*TO DO*: Please repeat the records exactly from their first line, finishing at the line containing "pub use errors::PipelineError;" and including it.

Stored items
┄┄┄┄┄┄┄┄┄┄

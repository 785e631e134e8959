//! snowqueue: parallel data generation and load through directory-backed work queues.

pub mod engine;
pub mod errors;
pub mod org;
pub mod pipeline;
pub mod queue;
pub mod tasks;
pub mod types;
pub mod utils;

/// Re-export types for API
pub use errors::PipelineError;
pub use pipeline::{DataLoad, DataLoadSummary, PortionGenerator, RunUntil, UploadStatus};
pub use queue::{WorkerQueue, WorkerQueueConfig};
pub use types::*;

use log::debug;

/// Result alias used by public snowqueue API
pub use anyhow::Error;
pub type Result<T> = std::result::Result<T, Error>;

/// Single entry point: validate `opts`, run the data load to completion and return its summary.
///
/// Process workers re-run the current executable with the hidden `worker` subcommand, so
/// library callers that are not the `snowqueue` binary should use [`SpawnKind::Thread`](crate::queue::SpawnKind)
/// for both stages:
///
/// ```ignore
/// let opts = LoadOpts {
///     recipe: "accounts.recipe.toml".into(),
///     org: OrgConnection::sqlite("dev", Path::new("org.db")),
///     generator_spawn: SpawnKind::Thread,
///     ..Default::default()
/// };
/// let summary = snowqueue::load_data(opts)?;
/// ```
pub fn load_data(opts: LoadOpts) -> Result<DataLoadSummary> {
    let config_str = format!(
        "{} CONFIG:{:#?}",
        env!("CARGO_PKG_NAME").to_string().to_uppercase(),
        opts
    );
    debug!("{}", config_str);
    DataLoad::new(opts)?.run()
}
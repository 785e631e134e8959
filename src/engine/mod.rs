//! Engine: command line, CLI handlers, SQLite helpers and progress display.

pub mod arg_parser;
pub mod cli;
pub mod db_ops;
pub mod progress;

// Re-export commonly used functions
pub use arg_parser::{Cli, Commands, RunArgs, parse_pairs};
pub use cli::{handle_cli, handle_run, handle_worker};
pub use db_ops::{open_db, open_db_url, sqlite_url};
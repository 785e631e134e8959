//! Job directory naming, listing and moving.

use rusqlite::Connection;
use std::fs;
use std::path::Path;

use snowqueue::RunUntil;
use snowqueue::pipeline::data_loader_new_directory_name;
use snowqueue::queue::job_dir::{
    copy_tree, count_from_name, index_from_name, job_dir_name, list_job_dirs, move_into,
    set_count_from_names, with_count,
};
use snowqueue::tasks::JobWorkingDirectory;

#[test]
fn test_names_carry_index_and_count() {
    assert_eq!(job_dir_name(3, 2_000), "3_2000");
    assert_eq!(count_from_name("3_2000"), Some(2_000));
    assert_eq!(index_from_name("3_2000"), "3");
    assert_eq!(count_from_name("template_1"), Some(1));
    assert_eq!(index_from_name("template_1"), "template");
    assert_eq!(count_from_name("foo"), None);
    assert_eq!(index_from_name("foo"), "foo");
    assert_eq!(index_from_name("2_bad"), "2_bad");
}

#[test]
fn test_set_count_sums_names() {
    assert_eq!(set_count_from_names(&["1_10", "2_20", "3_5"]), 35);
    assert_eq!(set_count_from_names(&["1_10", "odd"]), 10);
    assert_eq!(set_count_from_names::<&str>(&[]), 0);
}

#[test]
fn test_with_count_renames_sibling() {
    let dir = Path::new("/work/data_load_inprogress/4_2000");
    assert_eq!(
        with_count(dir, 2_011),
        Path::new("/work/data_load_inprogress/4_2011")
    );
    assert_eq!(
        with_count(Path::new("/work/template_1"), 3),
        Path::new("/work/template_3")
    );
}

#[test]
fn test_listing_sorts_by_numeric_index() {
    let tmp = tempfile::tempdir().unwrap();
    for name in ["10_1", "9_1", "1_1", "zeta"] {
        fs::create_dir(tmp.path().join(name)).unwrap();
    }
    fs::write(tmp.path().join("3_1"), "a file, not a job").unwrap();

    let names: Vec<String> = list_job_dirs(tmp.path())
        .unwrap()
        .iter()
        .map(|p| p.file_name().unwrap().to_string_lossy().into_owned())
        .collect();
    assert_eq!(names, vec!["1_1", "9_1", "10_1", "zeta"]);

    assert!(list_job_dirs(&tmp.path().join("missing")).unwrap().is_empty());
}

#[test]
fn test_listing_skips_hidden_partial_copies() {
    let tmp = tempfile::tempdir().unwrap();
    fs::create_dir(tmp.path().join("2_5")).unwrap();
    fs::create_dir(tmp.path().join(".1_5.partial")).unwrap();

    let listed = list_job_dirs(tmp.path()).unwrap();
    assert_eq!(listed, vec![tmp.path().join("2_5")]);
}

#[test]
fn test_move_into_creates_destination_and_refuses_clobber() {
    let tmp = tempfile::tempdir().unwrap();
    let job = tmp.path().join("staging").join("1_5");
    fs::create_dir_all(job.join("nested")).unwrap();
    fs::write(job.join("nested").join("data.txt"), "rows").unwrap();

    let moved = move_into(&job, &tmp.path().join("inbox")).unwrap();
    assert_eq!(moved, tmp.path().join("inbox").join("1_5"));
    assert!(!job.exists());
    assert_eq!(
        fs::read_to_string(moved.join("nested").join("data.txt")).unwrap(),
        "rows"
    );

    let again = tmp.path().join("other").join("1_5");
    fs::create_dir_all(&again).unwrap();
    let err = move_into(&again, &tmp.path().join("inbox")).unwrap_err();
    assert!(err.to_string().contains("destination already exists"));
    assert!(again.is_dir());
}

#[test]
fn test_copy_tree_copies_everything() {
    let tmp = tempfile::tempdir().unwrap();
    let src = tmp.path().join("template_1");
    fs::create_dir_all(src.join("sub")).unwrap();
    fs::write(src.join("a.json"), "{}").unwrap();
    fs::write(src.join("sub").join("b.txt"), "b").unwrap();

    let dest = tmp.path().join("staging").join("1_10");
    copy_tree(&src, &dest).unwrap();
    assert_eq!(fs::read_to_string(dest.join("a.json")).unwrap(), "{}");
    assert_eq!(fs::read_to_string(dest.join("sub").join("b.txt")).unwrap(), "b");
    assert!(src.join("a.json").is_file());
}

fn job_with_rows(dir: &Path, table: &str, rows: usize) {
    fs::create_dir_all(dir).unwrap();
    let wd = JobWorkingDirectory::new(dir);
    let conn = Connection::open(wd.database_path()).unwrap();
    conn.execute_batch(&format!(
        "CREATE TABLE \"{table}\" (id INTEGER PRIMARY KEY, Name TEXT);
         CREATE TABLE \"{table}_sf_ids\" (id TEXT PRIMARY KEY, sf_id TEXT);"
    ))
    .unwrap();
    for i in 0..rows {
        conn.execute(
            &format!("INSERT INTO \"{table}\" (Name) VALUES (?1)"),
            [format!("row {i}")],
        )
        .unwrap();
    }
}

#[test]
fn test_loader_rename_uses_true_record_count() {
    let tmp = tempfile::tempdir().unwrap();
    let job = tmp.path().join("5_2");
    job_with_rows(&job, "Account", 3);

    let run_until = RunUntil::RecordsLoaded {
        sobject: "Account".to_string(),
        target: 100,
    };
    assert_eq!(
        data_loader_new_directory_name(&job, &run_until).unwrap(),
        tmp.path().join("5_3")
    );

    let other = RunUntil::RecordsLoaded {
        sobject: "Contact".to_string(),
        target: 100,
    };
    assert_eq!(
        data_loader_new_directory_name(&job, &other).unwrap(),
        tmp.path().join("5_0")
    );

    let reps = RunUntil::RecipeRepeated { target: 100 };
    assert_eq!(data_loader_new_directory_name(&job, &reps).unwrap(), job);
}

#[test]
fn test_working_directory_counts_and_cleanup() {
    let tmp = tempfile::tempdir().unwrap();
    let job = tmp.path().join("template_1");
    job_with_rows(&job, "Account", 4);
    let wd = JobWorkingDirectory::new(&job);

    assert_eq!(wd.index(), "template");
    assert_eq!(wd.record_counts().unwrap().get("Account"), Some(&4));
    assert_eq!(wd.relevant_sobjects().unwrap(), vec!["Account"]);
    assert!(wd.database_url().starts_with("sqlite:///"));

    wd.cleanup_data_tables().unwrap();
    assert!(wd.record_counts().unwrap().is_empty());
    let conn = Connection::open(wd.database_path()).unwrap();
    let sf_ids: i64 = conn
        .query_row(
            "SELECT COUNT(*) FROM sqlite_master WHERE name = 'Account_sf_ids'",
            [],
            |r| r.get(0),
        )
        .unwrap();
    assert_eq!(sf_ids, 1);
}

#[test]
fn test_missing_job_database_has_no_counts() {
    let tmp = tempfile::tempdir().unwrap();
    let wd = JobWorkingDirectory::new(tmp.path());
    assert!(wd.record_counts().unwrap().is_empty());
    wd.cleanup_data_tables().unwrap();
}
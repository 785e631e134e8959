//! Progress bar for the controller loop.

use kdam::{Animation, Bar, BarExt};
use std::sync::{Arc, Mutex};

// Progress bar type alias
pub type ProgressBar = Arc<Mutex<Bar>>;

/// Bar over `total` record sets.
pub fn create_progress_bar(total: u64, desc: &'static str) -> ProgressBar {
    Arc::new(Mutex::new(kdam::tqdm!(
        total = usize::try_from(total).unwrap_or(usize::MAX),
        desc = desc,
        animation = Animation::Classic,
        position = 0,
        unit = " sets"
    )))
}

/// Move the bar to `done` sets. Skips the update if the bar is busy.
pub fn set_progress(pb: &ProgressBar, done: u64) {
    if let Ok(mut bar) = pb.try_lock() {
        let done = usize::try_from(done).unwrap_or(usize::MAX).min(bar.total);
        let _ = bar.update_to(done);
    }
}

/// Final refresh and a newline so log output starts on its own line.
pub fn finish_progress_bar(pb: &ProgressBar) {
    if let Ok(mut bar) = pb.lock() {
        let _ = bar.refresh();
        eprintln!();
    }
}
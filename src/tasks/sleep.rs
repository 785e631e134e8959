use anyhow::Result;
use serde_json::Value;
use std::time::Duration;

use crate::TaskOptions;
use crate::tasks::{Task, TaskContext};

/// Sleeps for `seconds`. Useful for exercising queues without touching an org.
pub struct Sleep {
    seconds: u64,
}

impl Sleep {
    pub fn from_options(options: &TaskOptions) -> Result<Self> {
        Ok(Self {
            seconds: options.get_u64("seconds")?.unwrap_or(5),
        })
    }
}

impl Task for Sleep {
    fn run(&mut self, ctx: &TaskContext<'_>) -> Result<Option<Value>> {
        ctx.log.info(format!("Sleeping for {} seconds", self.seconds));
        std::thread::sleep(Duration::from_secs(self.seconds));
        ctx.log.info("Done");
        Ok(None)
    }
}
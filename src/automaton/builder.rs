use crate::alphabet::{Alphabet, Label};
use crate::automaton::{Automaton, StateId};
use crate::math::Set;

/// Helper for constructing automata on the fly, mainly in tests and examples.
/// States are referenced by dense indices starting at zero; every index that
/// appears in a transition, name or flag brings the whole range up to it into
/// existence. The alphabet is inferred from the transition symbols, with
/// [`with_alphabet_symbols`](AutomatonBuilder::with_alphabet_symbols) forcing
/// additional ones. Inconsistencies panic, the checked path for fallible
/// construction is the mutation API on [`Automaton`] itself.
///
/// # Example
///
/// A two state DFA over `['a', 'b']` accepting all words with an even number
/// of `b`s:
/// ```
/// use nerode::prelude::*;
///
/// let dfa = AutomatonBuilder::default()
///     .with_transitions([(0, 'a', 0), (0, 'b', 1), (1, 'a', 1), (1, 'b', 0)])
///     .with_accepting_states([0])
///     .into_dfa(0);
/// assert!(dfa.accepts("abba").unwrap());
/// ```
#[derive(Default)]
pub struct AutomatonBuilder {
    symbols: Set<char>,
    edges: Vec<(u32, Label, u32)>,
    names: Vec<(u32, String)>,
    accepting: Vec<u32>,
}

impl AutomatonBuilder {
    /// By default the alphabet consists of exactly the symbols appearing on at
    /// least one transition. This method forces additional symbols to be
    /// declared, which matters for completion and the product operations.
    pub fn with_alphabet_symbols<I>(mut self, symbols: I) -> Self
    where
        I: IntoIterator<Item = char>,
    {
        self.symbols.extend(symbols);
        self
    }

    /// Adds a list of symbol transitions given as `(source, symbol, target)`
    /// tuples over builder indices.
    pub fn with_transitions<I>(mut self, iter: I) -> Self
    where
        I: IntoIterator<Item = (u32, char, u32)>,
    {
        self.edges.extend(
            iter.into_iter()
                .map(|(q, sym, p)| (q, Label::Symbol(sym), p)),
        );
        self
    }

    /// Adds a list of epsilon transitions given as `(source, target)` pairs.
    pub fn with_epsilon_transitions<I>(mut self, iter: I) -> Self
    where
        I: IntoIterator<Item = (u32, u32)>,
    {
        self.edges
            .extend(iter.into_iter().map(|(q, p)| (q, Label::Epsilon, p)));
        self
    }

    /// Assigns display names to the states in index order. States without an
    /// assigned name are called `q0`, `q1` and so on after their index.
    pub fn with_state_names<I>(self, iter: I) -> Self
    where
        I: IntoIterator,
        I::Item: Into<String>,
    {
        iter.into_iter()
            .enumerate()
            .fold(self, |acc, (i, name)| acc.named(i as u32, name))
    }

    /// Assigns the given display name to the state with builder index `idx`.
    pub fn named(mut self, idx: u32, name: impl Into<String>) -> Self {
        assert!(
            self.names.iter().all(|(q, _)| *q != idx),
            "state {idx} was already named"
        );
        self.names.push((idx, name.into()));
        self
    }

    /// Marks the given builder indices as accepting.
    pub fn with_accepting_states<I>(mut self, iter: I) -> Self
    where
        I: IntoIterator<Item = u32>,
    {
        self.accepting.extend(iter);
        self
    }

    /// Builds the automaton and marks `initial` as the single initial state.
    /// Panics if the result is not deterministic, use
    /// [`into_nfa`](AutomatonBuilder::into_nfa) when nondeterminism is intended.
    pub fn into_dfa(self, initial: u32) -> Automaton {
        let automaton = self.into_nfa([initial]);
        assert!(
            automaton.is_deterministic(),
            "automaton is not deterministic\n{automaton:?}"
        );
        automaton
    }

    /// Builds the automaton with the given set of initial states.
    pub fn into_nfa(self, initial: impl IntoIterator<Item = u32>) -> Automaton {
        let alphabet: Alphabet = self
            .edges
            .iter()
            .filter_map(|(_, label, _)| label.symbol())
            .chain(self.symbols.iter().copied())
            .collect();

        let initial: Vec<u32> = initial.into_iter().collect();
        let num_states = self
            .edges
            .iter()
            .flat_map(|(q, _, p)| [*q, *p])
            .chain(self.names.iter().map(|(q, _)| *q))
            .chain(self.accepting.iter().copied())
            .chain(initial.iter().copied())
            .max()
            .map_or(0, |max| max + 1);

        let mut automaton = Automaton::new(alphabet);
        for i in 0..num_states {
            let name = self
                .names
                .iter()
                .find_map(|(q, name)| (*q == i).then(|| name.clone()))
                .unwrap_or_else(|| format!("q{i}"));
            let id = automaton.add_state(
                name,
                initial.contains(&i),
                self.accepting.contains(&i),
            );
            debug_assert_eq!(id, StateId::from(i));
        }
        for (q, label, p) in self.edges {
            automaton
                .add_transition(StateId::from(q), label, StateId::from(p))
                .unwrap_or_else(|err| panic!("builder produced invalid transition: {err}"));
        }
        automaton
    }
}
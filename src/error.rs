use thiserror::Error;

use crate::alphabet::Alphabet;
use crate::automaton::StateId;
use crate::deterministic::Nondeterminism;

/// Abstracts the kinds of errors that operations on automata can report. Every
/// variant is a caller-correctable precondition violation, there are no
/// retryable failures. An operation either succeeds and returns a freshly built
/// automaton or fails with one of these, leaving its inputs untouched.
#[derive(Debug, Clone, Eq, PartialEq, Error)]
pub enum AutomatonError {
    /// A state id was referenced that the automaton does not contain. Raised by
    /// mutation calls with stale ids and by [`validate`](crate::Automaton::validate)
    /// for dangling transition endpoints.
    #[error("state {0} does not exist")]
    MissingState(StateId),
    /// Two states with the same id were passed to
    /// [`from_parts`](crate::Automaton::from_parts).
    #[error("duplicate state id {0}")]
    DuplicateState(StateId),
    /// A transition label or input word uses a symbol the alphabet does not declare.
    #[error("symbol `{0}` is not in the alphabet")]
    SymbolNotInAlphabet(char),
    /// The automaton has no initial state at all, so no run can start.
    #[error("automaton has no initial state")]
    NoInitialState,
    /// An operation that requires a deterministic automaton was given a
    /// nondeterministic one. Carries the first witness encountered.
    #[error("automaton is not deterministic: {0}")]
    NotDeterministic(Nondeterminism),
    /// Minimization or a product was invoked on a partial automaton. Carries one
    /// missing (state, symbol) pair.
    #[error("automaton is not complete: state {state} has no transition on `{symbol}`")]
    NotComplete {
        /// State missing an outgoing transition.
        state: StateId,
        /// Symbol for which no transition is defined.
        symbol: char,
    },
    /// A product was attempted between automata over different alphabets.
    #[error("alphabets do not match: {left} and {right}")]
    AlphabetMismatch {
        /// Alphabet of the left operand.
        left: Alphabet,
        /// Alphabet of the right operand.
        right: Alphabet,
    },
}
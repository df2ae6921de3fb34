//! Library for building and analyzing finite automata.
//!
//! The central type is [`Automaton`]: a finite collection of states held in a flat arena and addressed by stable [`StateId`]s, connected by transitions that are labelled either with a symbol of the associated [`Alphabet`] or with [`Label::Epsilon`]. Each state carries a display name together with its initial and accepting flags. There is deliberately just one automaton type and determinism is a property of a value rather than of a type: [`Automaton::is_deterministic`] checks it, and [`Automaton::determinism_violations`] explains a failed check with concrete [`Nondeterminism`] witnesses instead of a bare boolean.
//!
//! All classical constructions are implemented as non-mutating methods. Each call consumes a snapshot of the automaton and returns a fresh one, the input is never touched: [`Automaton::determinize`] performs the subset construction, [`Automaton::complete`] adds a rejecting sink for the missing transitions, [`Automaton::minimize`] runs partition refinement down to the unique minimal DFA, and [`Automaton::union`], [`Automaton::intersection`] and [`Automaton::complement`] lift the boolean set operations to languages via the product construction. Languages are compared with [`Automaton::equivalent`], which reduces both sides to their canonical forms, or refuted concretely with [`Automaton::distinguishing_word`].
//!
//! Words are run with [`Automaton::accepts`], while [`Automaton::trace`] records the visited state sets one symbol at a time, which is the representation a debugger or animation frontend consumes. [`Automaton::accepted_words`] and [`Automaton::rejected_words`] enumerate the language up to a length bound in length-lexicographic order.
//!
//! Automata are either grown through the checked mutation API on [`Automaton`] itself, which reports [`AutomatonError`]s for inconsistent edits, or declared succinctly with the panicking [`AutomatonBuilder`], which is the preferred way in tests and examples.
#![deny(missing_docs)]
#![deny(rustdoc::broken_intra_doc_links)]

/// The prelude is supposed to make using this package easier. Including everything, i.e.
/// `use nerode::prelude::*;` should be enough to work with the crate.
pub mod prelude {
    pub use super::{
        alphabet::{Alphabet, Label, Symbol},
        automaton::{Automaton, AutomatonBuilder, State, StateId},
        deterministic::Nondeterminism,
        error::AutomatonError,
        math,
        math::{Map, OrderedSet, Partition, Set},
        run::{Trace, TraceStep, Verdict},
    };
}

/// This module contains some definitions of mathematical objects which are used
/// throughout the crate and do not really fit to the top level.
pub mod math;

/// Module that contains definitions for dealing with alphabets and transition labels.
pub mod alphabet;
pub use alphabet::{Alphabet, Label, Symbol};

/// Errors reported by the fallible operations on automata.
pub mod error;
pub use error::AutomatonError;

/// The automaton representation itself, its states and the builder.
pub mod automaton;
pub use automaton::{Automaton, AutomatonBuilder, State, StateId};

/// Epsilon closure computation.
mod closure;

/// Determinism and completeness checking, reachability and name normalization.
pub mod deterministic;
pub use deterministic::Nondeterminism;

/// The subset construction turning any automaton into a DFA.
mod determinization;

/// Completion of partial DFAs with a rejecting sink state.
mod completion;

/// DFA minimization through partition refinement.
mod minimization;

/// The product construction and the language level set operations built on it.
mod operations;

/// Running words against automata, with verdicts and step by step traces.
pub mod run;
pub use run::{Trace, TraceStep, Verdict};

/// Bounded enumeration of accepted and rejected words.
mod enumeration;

┄┄┄┄┄┄┄┄┄┄

*ANSWER SPACE*:
repository 785e631e134e8959
//! snowqueue: parallel data generation and load through directory-backed work queues.

pub mod engine;
pub mod errors;
pub mod org;
pub mod pipeline;
pub mod queue;
pub mod tasks;
pub mod types;
pub mod utils;

/// Re-export types for API
pub use errors::PipelineError;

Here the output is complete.